### Work to be completed
Within the material below, transcribe exactly the lines from the one holding "u128, actual: u128" through the one holding "out of field", keeping both ends and skipping the rest.

### Available data
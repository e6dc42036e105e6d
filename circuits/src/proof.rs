//! Commit / challenge / response proof for hedge validity
//!
//! Statement: the prover knows (volatility, threshold, decision) hashing to
//! the public commitment, bound to the public oracle price.
//!
//! 1. commitment   = H(vol, thresh, dec)
//! 2. challenge    = H(commitment, price, vol)          (Fiat-Shamir)
//! 3. response_x   = x + challenge                       (no blinding)
//! 4. verification = H(r_vol, r_thresh, r_dec)
//!
//! Responses carry no randomness, so identical inputs always yield identical
//! proofs and anyone holding the public inputs can recompute the challenge.
//! The on-chain verifier runs exactly this check; it must not be altered
//! independently.

use serde::Serialize;
use thiserror::Error;

use crate::codec;
use crate::error::{CodecError, ProofError};
use crate::field::FieldElement;
use crate::poseidon::PoseidonHasher;

/// Oracle prices are carried with 8 decimal places
pub const PRICE_SCALE: f64 = 1e8;

/// Private inputs, never transmitted
#[derive(Clone, PartialEq, Eq)]
pub struct PrivateWitness {
    pub volatility: FieldElement,
    pub threshold: FieldElement,
    pub decision: FieldElement,
}

impl PrivateWitness {
    /// Lift raw agent values into the field (volatility scaled by 1e10)
    pub fn from_raw(volatility: f64, threshold: i128, decision: bool) -> Result<Self, ProofError> {
        Ok(Self {
            volatility: FieldElement::from_scaled_f64(volatility)?,
            threshold: FieldElement::from_i128(threshold),
            decision: FieldElement::from(decision),
        })
    }
}

impl std::fmt::Debug for PrivateWitness {
    fn fmt(&self, f: &mut std::fmt::Formatter<'_>) -> std::fmt::Result {
        f.write_str("PrivateWitness { .. }")
    }
}

/// Public inputs shared with the verifier
#[derive(Clone, Debug, PartialEq, Eq, Serialize)]
pub struct PublicInputs {
    pub commitment: FieldElement,
    /// price · 1e8, must fit in 8 bytes to be encoded
    pub oracle_price: u128,
}

/// Convert a float price to its 8-decimal integer form (truncating)
pub fn scale_price(price: f64) -> Result<u128, ProofError> {
    let scaled = (price * PRICE_SCALE).trunc();
    if !scaled.is_finite() || scaled < 0.0 || scaled > u128::MAX as f64 {
        return Err(ProofError::InvalidPrice(price));
    }
    Ok(scaled as u128)
}

/// Hedge validity proof
#[derive(Clone, Debug, PartialEq, Eq, Serialize)]
pub struct Proof {
    pub commitment: FieldElement,
    pub challenge: FieldElement,
    pub response_volatility: FieldElement,
    pub response_threshold: FieldElement,
    pub response_decision: FieldElement,
    pub verification_hash: FieldElement,
    pub public_oracle_price: u128,
}

impl Proof {
    pub fn responses(&self) -> [&FieldElement; 3] {
        [
            &self.response_volatility,
            &self.response_threshold,
            &self.response_decision,
        ]
    }
}

/// A single reason a proof was rejected
#[derive(Error, Debug, Clone, PartialEq, Eq)]
pub enum VerifyFailure {
    #[error("Commitment mismatch: {actual} != {expected}")]
    CommitmentMismatch { expected: FieldElement, actual: FieldElement },

    #[error("Oracle price mismatch: {actual} != {expected}")]
    PublicInputMismatch { expected: u128, actual: u128 },

    #[error("Verification hash mismatch: {actual} != {expected}")]
    VerificationHashMismatch { expected: FieldElement, actual: FieldElement },

    #[error("Response `{field}` out of field range")]
    FieldElementOutOfRange { field: &'static str },
}

/// Outcome of verification; every check is always evaluated
#[derive(Debug, Clone, Default, PartialEq, Eq)]
pub struct VerificationReport {
    pub failures: Vec<VerifyFailure>,
}

impl VerificationReport {
    pub fn is_valid(&self) -> bool {
        self.failures.is_empty()
    }

    pub fn has(&self, predicate: impl Fn(&VerifyFailure) -> bool) -> bool {
        self.failures.iter().any(predicate)
    }
}

impl std::fmt::Display for VerificationReport {
    fn fmt(&self, f: &mut std::fmt::Formatter<'_>) -> std::fmt::Result {
        if self.is_valid() {
            return f.write_str("valid");
        }
        let reasons: Vec<String> = self.failures.iter().map(ToString::to_string).collect();
        write!(f, "invalid: {}", reasons.join("; "))
    }
}

/// Prover and verifier for the hedge statement
#[derive(Debug, Clone, Default)]
pub struct HedgeProver {
    hasher: PoseidonHasher,
}

impl HedgeProver {
    pub fn new(hasher: PoseidonHasher) -> Self {
        Self { hasher }
    }

    pub fn hasher(&self) -> &PoseidonHasher {
        &self.hasher
    }

    /// Commitment from raw values
    pub fn commit(
        &self,
        volatility: f64,
        threshold: i128,
        decision: bool,
    ) -> Result<FieldElement, ProofError> {
        let witness = PrivateWitness::from_raw(volatility, threshold, decision)?;
        Ok(self.commit_witness(&witness))
    }

    pub fn commit_witness(&self, witness: &PrivateWitness) -> FieldElement {
        self.hasher.hash(&[
            witness.volatility.clone(),
            witness.threshold.clone(),
            witness.decision.clone(),
        ])
    }

    /// Build the proof. A commitment that disagrees with `public` is logged
    /// and the proof is still produced from the recomputed commitment.
    pub fn generate(&self, witness: &PrivateWitness, public: &PublicInputs) -> Proof {
        let commitment = self.commit_witness(witness);
        if commitment != public.commitment {
            tracing::warn!(
                computed = %commitment.to_hex(),
                expected = %public.commitment.to_hex(),
                "Computed commitment differs from public commitment"
            );
        }

        let challenge = self.hasher.hash(&[
            commitment.clone(),
            FieldElement::from(public.oracle_price),
            witness.volatility.clone(),
        ]);

        let response_volatility = &witness.volatility + &challenge;
        let response_threshold = &witness.threshold + &challenge;
        let response_decision = &witness.decision + &challenge;

        let verification_hash = self.hasher.hash(&[
            response_volatility.clone(),
            response_threshold.clone(),
            response_decision.clone(),
        ]);

        Proof {
            commitment,
            challenge,
            response_volatility,
            response_threshold,
            response_decision,
            verification_hash,
            public_oracle_price: public.oracle_price,
        }
    }

    /// Check a proof against public inputs, collecting every failure
    pub fn verify(&self, proof: &Proof, public: &PublicInputs) -> VerificationReport {
        let mut failures = Vec::new();

        if proof.commitment != public.commitment {
            failures.push(VerifyFailure::CommitmentMismatch {
                expected: public.commitment.clone(),
                actual: proof.commitment.clone(),
            });
        }

        if proof.public_oracle_price != public.oracle_price {
            failures.push(VerifyFailure::PublicInputMismatch {
                expected: public.oracle_price,
                actual: proof.public_oracle_price,
            });
        }

        let computed = self.hasher.hash(&proof.responses().map(FieldElement::clone));
        if computed != proof.verification_hash {
            failures.push(VerifyFailure::VerificationHashMismatch {
                expected: computed,
                actual: proof.verification_hash.clone(),
            });
        }

        let names = ["response_volatility", "response_threshold", "response_decision"];
        for (field, response) in names.into_iter().zip(proof.responses()) {
            if !response.is_canonical() {
                failures.push(VerifyFailure::FieldElementOutOfRange { field });
            }
        }

        let report = VerificationReport { failures };
        if !report.is_valid() {
            tracing::debug!(%report, "Proof rejected");
        }
        report
    }

    /// Generate and encode in one step
    pub fn generate_bytes(
        &self,
        witness: &PrivateWitness,
        public: &PublicInputs,
    ) -> Result<codec::ProofBuffer, ProofError> {
        let proof = self.generate(witness, public);
        Ok(codec::serialize(&proof)?)
    }

    /// Decode and verify; a short buffer is an error rather than a report
    pub fn verify_bytes(
        &self,
        buffer: &[u8],
        public: &PublicInputs,
    ) -> Result<VerificationReport, CodecError> {
        let proof = codec::deserialize(buffer)?;
        Ok(self.verify(&proof, public))
    }
}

### Solution
    PublicInputMismatch { expected: u128, actual: u128 },

    #[error("Verification hash mismatch: {actual} != {expected}")]
    VerificationHashMismatch { expected: FieldElement, actual: FieldElement },

    #[error("Response `{field}` out of field range")]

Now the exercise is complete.